The discovery of nitric oxide [1] generated excitement among intensivists because, as a therapeutic gas, it improved perfusion to ventilated lung units and increased arterial oxygenation without obvious systemic effects. Subsequent randomised trials in patients with acute respiratory distress syndrome (ARDS) found short-term improvements in oxygenation, with no effect on mortality and an unexpected increased risk of acute kidney injury (AKI) [2, 3]. In the absence of compelling biological mechanisms, one explanation could be that nitric oxide was used harmfully in trial protocols as opposed to clinician-directed practice. Although observational investigations can address this hypothesis, they are prone to bias and confounding that persist despite efforts at statistical ‘control’ during study design or analysis. However, empirical comparisons of treatment effects in randomised trials and observational studies have yielded mixed results [4, 5], and design alone does not determine the truth of study findings.

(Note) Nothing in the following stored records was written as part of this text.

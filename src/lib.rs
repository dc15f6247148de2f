// Wakeguard library - Public API

// Re-export error types
pub mod error;
pub use error::{Result, WakeguardError};

// Module declarations
pub mod core;

// Initialize logging
pub fn init_logging() {
    env_logger::Builder::from_default_env()
        .filter_level(log::LevelFilter::Info)
        .init();
}
//! Carrier display-name to provider carrier-code registry.

use std::collections::HashMap;

use once_cell::sync::Lazy;

const BUNDLED: &str = include_str!("../data/carriers.json");

// Lazy gives the one-load guarantee for concurrent first use; afterwards the
// table is immutable.
static BUNDLED_REGISTRY: Lazy<CarrierRegistry> = Lazy::new(|| {
    CarrierRegistry::from_json(BUNDLED)
        .expect("bundled carrier dataset is malformed; the crate was packaged wrong")
});

/// Immutable map from carrier display name to the provider's carrier code.
///
/// Lookups are case-insensitive exact matches; there is no fuzzy or prefix
/// matching. Built once from the bundled dataset (or caller-supplied JSON)
/// and never mutated.
#[derive(Debug)]
pub struct CarrierRegistry {
    names: Vec<String>,
    by_name: HashMap<String, String>,
}

impl CarrierRegistry {
    /// The registry built from the dataset shipped with the crate. Loaded on
    /// first use; a malformed bundle is a packaging defect and panics.
    pub fn bundled() -> &'static CarrierRegistry {
        &BUNDLED_REGISTRY
    }

    /// Build a registry from a flat JSON object of display name → code.
    pub fn from_json(json: &str) -> Result<CarrierRegistry, serde_json::Error> {
        let table: HashMap<String, String> = serde_json::from_str(json)?;
        let mut names: Vec<String> = table.keys().cloned().collect();
        names.sort();
        let by_name = table
            .into_iter()
            .map(|(name, code)| (name.to_lowercase(), code))
            .collect();
        Ok(CarrierRegistry { names, by_name })
    }

    /// Resolve a display name to a carrier code; `None` when unknown.
    pub fn resolve(&self, name: &str) -> Option<&str> {
        self.by_name.get(&name.to_lowercase()).map(String::as_str)
    }

    /// All known display names, sorted.
    pub fn names(&self) -> impl Iterator<Item = &str> {
        self.names.iter().map(String::as_str)
    }
}

/// Display names supported by the bundled dataset.
pub fn carrier_names() -> impl Iterator<Item = &'static str> {
    CarrierRegistry::bundled().names()
}

#[cfg(test)]
mod tests {
    use super::*;

    #[test]
    fn bundled_dataset_loads_and_is_nonempty() {
        assert!(carrier_names().count() > 0);
    }

    #[test]
    fn resolve_is_case_insensitive_for_every_name() {
        let registry = CarrierRegistry::bundled();
        for name in registry.names() {
            let code = registry.resolve(name).expect("listed name resolves");
            assert_eq!(registry.resolve(&name.to_uppercase()), Some(code));
            assert_eq!(registry.resolve(&name.to_lowercase()), Some(code));
        }
    }

    #[test]
    fn resolve_known_aliases() {
        let registry = CarrierRegistry::bundled();
        assert_eq!(registry.resolve("SF"), Some("shunfeng"));
        assert_eq!(registry.resolve("sf"), Some("shunfeng"));
        assert_eq!(registry.resolve("Sf"), Some("shunfeng"));
        assert_eq!(registry.resolve("顺丰速运"), Some("shunfeng"));
    }

    #[test]
    fn resolve_unknown_is_none() {
        assert_eq!(CarrierRegistry::bundled().resolve("not-a-real-carrier"), None);
    }

    #[test]
    fn resolve_is_idempotent() {
        let registry = CarrierRegistry::bundled();
        assert_eq!(registry.resolve("EMS"), registry.resolve("EMS"));
    }

    #[test]
    fn from_json_rejects_malformed_input() {
        assert!(CarrierRegistry::from_json("not json").is_err());
        assert!(CarrierRegistry::from_json(r#"["array","not","object"]"#).is_err());
    }

    #[test]
    fn from_json_builds_injectable_registry() {
        let registry = CarrierRegistry::from_json(r#"{"Acme Express":"acme"}"#).unwrap();
        assert_eq!(registry.resolve("acme express"), Some("acme"));
        assert_eq!(registry.names().collect::<Vec<_>>(), vec!["Acme Express"]);
    }
}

Ruan and colleagues recently published a retrospective cohort study (n = 547; 2007–2015) evaluating the relationship between inhaled nitric oxide administered in the first 3 days of ARDS and subsequent need for renal replacement therapy (RRT) [6]. They found that nitric oxide was associated with a substantial increase in RRT (adjusted hazard ratio 1.59, 95% confidence interval 1.08–2.34), consistent with meta-analyses of trials [2, 3]. The authors used propensity score matching to adjust for confounders, a stratified analysis to evaluate clinically important subgroups, and appropriate models to handle the competing risk of mortality. In a sensitivity analysis, residual confounding was evaluated using the rule-out approach, which concluded that an unmeasured binary confounding variable would have to be highly—and implausibly—associated with AKI and present much more frequently in the nitric oxide group to account for its observed nephrotoxicity. Notwithstanding the rigour of these analyses, we must consider their limitations.

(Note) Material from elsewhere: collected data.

//! Tracking result types shared by direct queries and callback decoding.

use chrono::NaiveDateTime;
use serde::Deserialize;

use crate::error::TrackError;

/// Timestamp format used in the provider's `ftime` fields. Local-naive, no
/// zone information on the wire.
const FTIME_FORMAT: &str = "%Y-%m-%d %H:%M:%S";

/// Parcel state as reported by the provider.
///
/// The integer mapping is fixed by the provider; integers outside it are a
/// decode error rather than an extra variant.
#[derive(Debug, Clone, Copy, PartialEq, Eq)]
pub enum TrackingState {
    InTransit = 0,
    Collected = 1,
    Exception = 2,
    Signed = 3,
    Returned = 4,
    Dispatching = 5,
    ReturnedToSender = 6,
}

impl TrackingState {
    pub fn from_code(code: i64) -> Result<Self, TrackError> {
        Ok(match code {
            0 => TrackingState::InTransit,
            1 => TrackingState::Collected,
            2 => TrackingState::Exception,
            3 => TrackingState::Signed,
            4 => TrackingState::Returned,
            5 => TrackingState::Dispatching,
            6 => TrackingState::ReturnedToSender,
            other => {
                return Err(TrackError::Decode(format!(
                    "unknown tracking state code {other}"
                )));
            }
        })
    }

    pub fn code(self) -> i64 {
        self as i64
    }
}

/// One line of the provider's tracking log.
#[derive(Debug, Clone, PartialEq, Eq)]
pub struct LogEntry {
    pub time: NaiveDateTime,
    pub context: String,
}

/// Tracking status of a single parcel.
#[derive(Debug, Clone, PartialEq, Eq)]
pub struct TrackingResult {
    pub state: TrackingState,
    /// True once the parcel was delivered and acknowledged. Only populated by
    /// callback decoding; direct queries leave it false.
    pub is_signed: bool,
    /// Provider order, never re-sorted. Empty when the provider sent no logs.
    pub logs: Vec<LogEntry>,
}

/// Wire shape of a log entry, identical in query responses and callback
/// payloads.
#[derive(Debug, Deserialize)]
pub(crate) struct RawLogEntry {
    #[serde(default)]
    pub ftime: String,
    #[serde(default)]
    pub context: String,
}

impl RawLogEntry {
    pub fn into_entry(self) -> Result<LogEntry, TrackError> {
        Ok(LogEntry {
            time: parse_ftime(&self.ftime)?,
            context: self.context,
        })
    }
}

pub(crate) fn parse_ftime(s: &str) -> Result<NaiveDateTime, TrackError> {
    NaiveDateTime::parse_from_str(s, FTIME_FORMAT)
        .map_err(|e| TrackError::Decode(format!("bad ftime {s:?}: {e}")))
}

The propensity score is the probability that a patient will receive a treatment, conditional on baseline characteristics entered into a logistic regression model with the treatment as the dependent variable. The score is used in several techniques to evaluate the effect of an intervention. One popular approach creates a group of patients who receive a treatment, each of whom is matched to at least one unexposed patient with the same propensity score. This method creates groups that appear to be well-balanced in a table of baseline characteristics. Unlike multivariable regression, propensity score-matched cohorts mimic the familiar structure of a randomised trial. Outcomes are compared directly between groups, preferably accounting for the matched nature of the data. However, propensity scoring does not overcome a fundamental limitation of observational studies: only measured confounders can be assessed. In addition, the ‘rule-out’ simulations to determine the necessary magnitude of a hypothetical confounder that would render the exposure harmless does not consider the more plausible scenario of several unmeasured confounders, each moderately associated with the outcome of AKI and more prevalent in the nitric oxide group. For example, it is possible that physicians who prescribed inhaled nitric oxide in the first 3 days of ARDS also preferred other more aggressive interventions, such as broader antimicrobials with more toxic side effects, or more frequent imaging with contrast media.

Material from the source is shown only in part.